You’d think that the Iran war would have been good news for EV sales, given the boost in gasoline prices and general uncertainty it sparked. Instead, it might someday mark the beginning of the end of the left’s EV dreams. [some emphasis, links added]
New EV sales in April – the second full month of the war – were down 6.2% compared with March, and down a whopping 23% from the year before, according to Cox Automotive.
True, overall car sales were down last month, but just by 5.4% year over year, and 1.9% from March.
In other words, people were increasingly turning to gasoline-powered cars when they bought in April. And that’s even though searches for EV cars were up.
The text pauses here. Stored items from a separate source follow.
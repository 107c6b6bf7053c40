//! Diesel row models for project and task persistence.

use super::schema::{projects, tasks};
use chrono::{DateTime, Utc};
use diesel::prelude::*;

/// Query result row for project records.
#[derive(Debug, Clone, Queryable, QueryableByName, Selectable)]
#[diesel(table_name = projects)]
#[diesel(check_for_backend(diesel::pg::Pg))]
pub struct ProjectRow {
    /// Project identifier.
    #[diesel(sql_type = diesel::sql_types::Uuid)]
    pub id: uuid::Uuid,
    /// Display name.
    #[diesel(sql_type = diesel::sql_types::Text)]
    pub name: String,
    /// Description.
    #[diesel(sql_type = diesel::sql_types::Text)]
    pub description: String,
    /// Creation timestamp.
    #[diesel(sql_type = diesel::sql_types::Timestamptz)]
    pub created_at: DateTime<Utc>,
}

/// Insert model for project records.
#[derive(Debug, Clone, Insertable)]
#[diesel(table_name = projects)]
pub struct NewProjectRow {
    /// Project identifier.
    pub id: uuid::Uuid,
    /// Display name.
    pub name: String,
    /// Description.
    pub description: String,
    /// Creation timestamp.
    pub created_at: DateTime<Utc>,
}

/// Query result row for task records.
#[derive(Debug, Clone, Queryable, Selectable)]
#[diesel(table_name = tasks)]
#[diesel(check_for_backend(diesel::pg::Pg))]
pub struct TaskRow {
    /// Task identifier.
    pub id: uuid::Uuid,
    /// Owning project.
    pub project_id: uuid::Uuid,
    /// Title.
    pub title: String,
    /// Description.
    pub description: String,
    /// Lifecycle status.
    pub status: String,
    /// Optional deadline.
    pub deadline: Option<DateTime<Utc>>,
    /// Creation timestamp.
    pub created_at: DateTime<Utc>,
    /// Completion timestamp.
    pub closed_at: Option<DateTime<Utc>>,
}

/// Insert model for task records.
#[derive(Debug, Clone, Insertable)]
#[diesel(table_name = tasks)]
pub struct NewTaskRow {
    /// Task identifier.
    pub id: uuid::Uuid,
    /// Owning project.
    pub project_id: uuid::Uuid,
    /// Title.
    pub title: String,
    /// Description.
    pub description: String,
    /// Lifecycle status.
    pub status: String,
    /// Optional deadline.
    pub deadline: Option<DateTime<Utc>>,
    /// Creation timestamp.
    pub created_at: DateTime<Utc>,
    /// Completion timestamp.
    pub closed_at: Option<DateTime<Utc>>,
}
//! HTTP server exposing the project and task API.
//!
//! Reads configuration from the environment (and `.env` when present),
//! connects to `PostgreSQL` via `DATABASE_URL` and serves `/api/v1` until
//! Ctrl-C.

use std::sync::Arc;
use todolist::{
    api::{AppState, build_router},
    config::AppConfig,
    runtime::{init_tracing, open_repository, shutdown_signal},
};

/// Boxed error type for the main result.
type BoxError = Box<dyn std::error::Error + Send + Sync>;

#[tokio::main]
async fn main() -> Result<(), BoxError> {
    let dotenv_loaded = dotenvy::dotenv().is_ok();
    init_tracing();
    tracing::debug!(dotenv_loaded, "environment loaded");

    let config = AppConfig::from_env()?;
    let repository = Arc::new(open_repository(&config).await?);
    let app = build_router(AppState::from_store(repository, config.limits));

    let address = config.bind_address();
    let listener = tokio::net::TcpListener::bind(&address).await?;
    tracing::info!(%address, "todolist api listening");

    axum::serve(listener, app)
        .with_graceful_shutdown(shutdown_signal())
        .await?;
    tracing::info!("todolist api stopped");
    Ok(())
}
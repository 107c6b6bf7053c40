//! Then steps for auto-close BDD scenarios.

use super::world::{AutocloseWorld, run_async};
use rstest_bdd_macros::then;
use todolist::todo::domain::{Task, TaskStatus};

fn reload(world: &AutocloseWorld, title: &str) -> Result<Task, eyre::Report> {
    let task_id = world.task(title)?.id();
    run_async(world.manager.get_task(None, task_id))?
        .ok_or_else(|| eyre::eyre!("task '{title}' no longer exists"))
}

#[then("the job reports {count:usize} closed")]
fn job_reports(world: &AutocloseWorld, count: usize) -> Result<(), eyre::Report> {
    let closed = world
        .last_closed
        .ok_or_else(|| eyre::eyre!("the auto-close job has not run"))?;
    eyre::ensure!(closed == count, "expected {count} closed, found {closed}");
    Ok(())
}

#[then(r#"the task "{title}" is done with a closed timestamp"#)]
fn task_is_done(world: &AutocloseWorld, title: String) -> Result<(), eyre::Report> {
    let task = reload(world, &title)?;
    eyre::ensure!(
        task.status() == TaskStatus::Done,
        "expected '{title}' to be done, found {}",
        task.status()
    );
    eyre::ensure!(task.closed_at().is_some(), "'{title}' has no closed timestamp");
    Ok(())
}

#[then(r#"the task "{title}" is still open"#)]
fn task_is_open(world: &AutocloseWorld, title: String) -> Result<(), eyre::Report> {
    let task = reload(world, &title)?;
    eyre::ensure!(
        !task.status().is_done(),
        "expected '{title}' to stay open, found {}",
        task.status()
    );
    eyre::ensure!(task.closed_at().is_none(), "'{title}' has a closed timestamp");
    Ok(())
}

#[then(r#"the task "{title}" keeps its closed timestamp"#)]
fn task_keeps_closed_timestamp(world: &AutocloseWorld, title: String) -> Result<(), eyre::Report> {
    let before = world.task(&title)?.closed_at();
    let after = reload(world, &title)?.closed_at();
    eyre::ensure!(
        before.is_some() && before == after,
        "closed timestamp of '{title}' changed from {before:?} to {after:?}"
    );
    Ok(())
}
//! When steps for project quota BDD scenarios.

use super::world::{ProjectQuotaWorld, run_async};
use eyre::WrapErr;
use rstest_bdd_macros::when;

#[when(r#"the project "{name}" is created"#)]
fn project_is_created(world: &mut ProjectQuotaWorld, name: String) {
    let result = run_async(world.manager.create_project(name.clone(), ""));
    if let Ok(ref project) = result {
        world.projects.insert(name, project.clone());
    }
    world.last_creation = Some(result);
}

#[when(r#"the project "{name}" is deleted"#)]
fn project_is_deleted(world: &mut ProjectQuotaWorld, name: String) -> Result<(), eyre::Report> {
    let project = world
        .projects
        .remove(&name)
        .ok_or_else(|| eyre::eyre!("missing project '{name}' in scenario world"))?;
    let removed = run_async(world.manager.delete_project(project.id()))
        .wrap_err("delete project in scenario")?;
    eyre::ensure!(removed, "project '{name}' was not removed");
    Ok(())
}
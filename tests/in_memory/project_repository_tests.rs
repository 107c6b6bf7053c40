//! Project repository contract tests against the in-memory store.

use super::helpers::{add_project, add_task, store};
use rstest::rstest;
use todolist::todo::{
    adapters::memory::InMemoryTodoStore,
    domain::{ProjectDescription, ProjectId, ProjectName, TodoLimits},
    ports::{ProjectRepository, ProjectRepositoryError, TaskRepository},
};

#[rstest]
#[tokio::test(flavor = "multi_thread")]
async fn create_assigns_identity_and_timestamp(store: InMemoryTodoStore) -> eyre::Result<()> {
    let first = add_project(&store, "Alpha").await?;
    let second = add_project(&store, "Beta").await?;

    eyre::ensure!(first.id() != second.id(), "project ids must be unique");
    eyre::ensure!(
        first.created_at() <= second.created_at(),
        "creation timestamps must not go backwards"
    );
    eyre::ensure!(ProjectRepository::count(&store).await? == 2, "expected two projects");
    Ok(())
}

#[rstest]
#[tokio::test(flavor = "multi_thread")]
async fn duplicate_names_are_rejected_ignoring_case(store: InMemoryTodoStore) -> eyre::Result<()> {
    add_project(&store, "Reading").await?;
    let limits = TodoLimits::default();

    let result = ProjectRepository::create(
        &store,
        &ProjectName::new("READING", &limits)?,
        &ProjectDescription::new("", &limits)?,
    )
    .await;

    eyre::ensure!(
        matches!(result, Err(ProjectRepositoryError::DuplicateName(_))),
        "expected DuplicateName, got {result:?}"
    );
    Ok(())
}

#[rstest]
#[tokio::test(flavor = "multi_thread")]
async fn get_by_name_ignores_case(store: InMemoryTodoStore) -> eyre::Result<()> {
    let created = add_project(&store, "Travel").await?;

    let found = store.get_by_name("tRAVEL").await?;

    eyre::ensure!(found == Some(created), "lookup by name should ignore case");
    eyre::ensure!(
        store.get_by_name("Travelling").await?.is_none(),
        "lookup by name should match whole names"
    );
    Ok(())
}

#[rstest]
#[tokio::test(flavor = "multi_thread")]
async fn get_all_orders_by_creation(store: InMemoryTodoStore) -> eyre::Result<()> {
    let mut created = Vec::new();
    for name in ["Third", "First", "Second"] {
        created.push(add_project(&store, name).await?);
    }

    let listed = store.get_all().await?;

    eyre::ensure!(listed == created, "projects should be listed in creation order");
    Ok(())
}

#[rstest]
#[tokio::test(flavor = "multi_thread")]
async fn update_rejects_missing_project(store: InMemoryTodoStore) -> eyre::Result<()> {
    let detached = add_project(&InMemoryTodoStore::new(), "Detached").await?;

    let result = ProjectRepository::update(&store, &detached).await;

    eyre::ensure!(
        matches!(result, Err(ProjectRepositoryError::NotFound(id)) if id == detached.id()),
        "expected NotFound, got {result:?}"
    );
    Ok(())
}

#[rstest]
#[tokio::test(flavor = "multi_thread")]
async fn delete_cascades_to_tasks(store: InMemoryTodoStore) -> eyre::Result<()> {
    let doomed = add_project(&store, "Doomed").await?;
    let survivor = add_project(&store, "Survivor").await?;
    let lost = add_task(&store, doomed.id(), "Lost", None).await?;
    let kept = add_task(&store, survivor.id(), "Kept", None).await?;

    eyre::ensure!(ProjectRepository::delete(&store, doomed.id()).await?, "delete should report removal");

    eyre::ensure!(
        TaskRepository::get_by_id(&store, lost.id()).await?.is_none(),
        "tasks of a deleted project must be removed"
    );
    eyre::ensure!(
        TaskRepository::get_by_id(&store, kept.id()).await?.is_some(),
        "tasks of other projects must survive"
    );
    eyre::ensure!(
        !ProjectRepository::delete(&store, ProjectId::new()).await?,
        "deleting a missing project should report false"
    );
    Ok(())
}
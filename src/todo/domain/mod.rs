//! Domain model for projects and tasks.
//!
//! Entities guard their own invariants (notably the coupling between a
//! task's status and its closed timestamp); validation limits arrive as an
//! explicit [`TodoLimits`] value rather than ambient settings.

mod error;
mod ids;
mod limits;
mod project;
mod task;
mod text;

pub use error::{ParseTaskStatusError, TodoDomainError};
pub use ids::{ProjectId, TaskId};
pub use limits::TodoLimits;
pub use project::{PersistedProjectData, Project};
pub use task::{PersistedTaskData, Task, TaskStatus};
pub use text::{ProjectDescription, ProjectName, TaskDescription, TaskTitle};
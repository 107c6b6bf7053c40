//! Project aggregate.

use super::{ProjectDescription, ProjectId, ProjectName};
use chrono::{DateTime, Utc};
use mockable::Clock;

/// A named container of tasks.
#[derive(Debug, Clone, PartialEq, Eq)]
pub struct Project {
    id: ProjectId,
    name: ProjectName,
    description: ProjectDescription,
    created_at: DateTime<Utc>,
}

/// Parameter object for reconstructing a persisted project.
#[derive(Debug, Clone, PartialEq, Eq)]
pub struct PersistedProjectData {
    /// Persisted project identifier.
    pub id: ProjectId,
    /// Persisted display name.
    pub name: ProjectName,
    /// Persisted description.
    pub description: ProjectDescription,
    /// Persisted creation timestamp.
    pub created_at: DateTime<Utc>,
}

impl Project {
    /// Creates a new project stamped with the current clock time.
    #[must_use]
    pub fn new(name: ProjectName, description: ProjectDescription, clock: &impl Clock) -> Self {
        Self {
            id: ProjectId::new(),
            name,
            description,
            created_at: clock.utc(),
        }
    }

    /// Reconstructs a project from persisted storage.
    #[must_use]
    pub fn from_persisted(data: PersistedProjectData) -> Self {
        Self {
            id: data.id,
            name: data.name,
            description: data.description,
            created_at: data.created_at,
        }
    }

    /// Returns the project identifier.
    #[must_use]
    pub const fn id(&self) -> ProjectId {
        self.id
    }

    /// Returns the project name.
    #[must_use]
    pub const fn name(&self) -> &ProjectName {
        &self.name
    }

    /// Returns the project description.
    #[must_use]
    pub const fn description(&self) -> &ProjectDescription {
        &self.description
    }

    /// Returns the creation timestamp.
    #[must_use]
    pub const fn created_at(&self) -> DateTime<Utc> {
        self.created_at
    }

    /// Overwrites the name and description with whichever values are given.
    pub fn update_details(
        &mut self,
        name: Option<ProjectName>,
        description: Option<ProjectDescription>,
    ) {
        if let Some(new_name) = name {
            self.name = new_name;
        }
        if let Some(new_description) = description {
            self.description = new_description;
        }
    }
}
//! Step definitions for project quota behaviour scenarios.

pub mod given;
pub mod then;
pub mod when;
pub mod world;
More people are searching for EVs, and fewer are buying them. That’s not exactly something you’d want to put in a promotional campaign.
And check out this chart from S&P Global.

It shows that EVs’ market share was heavily dependent on federal taxpayer subsidies, which have been down ever since they were canceled at the end of September. (The spike before that was the result of buyers trying to beat the end of this EV welfare program.)
But here’s the really juicy tidbit. The New Car Dealers Association reports that registrations of new EVs in California in the first quarter of this year were 40% below Q1 2025.
This is the state that has done the most to force people into electric cars, including high gasoline prices, currently above $6 a gallon.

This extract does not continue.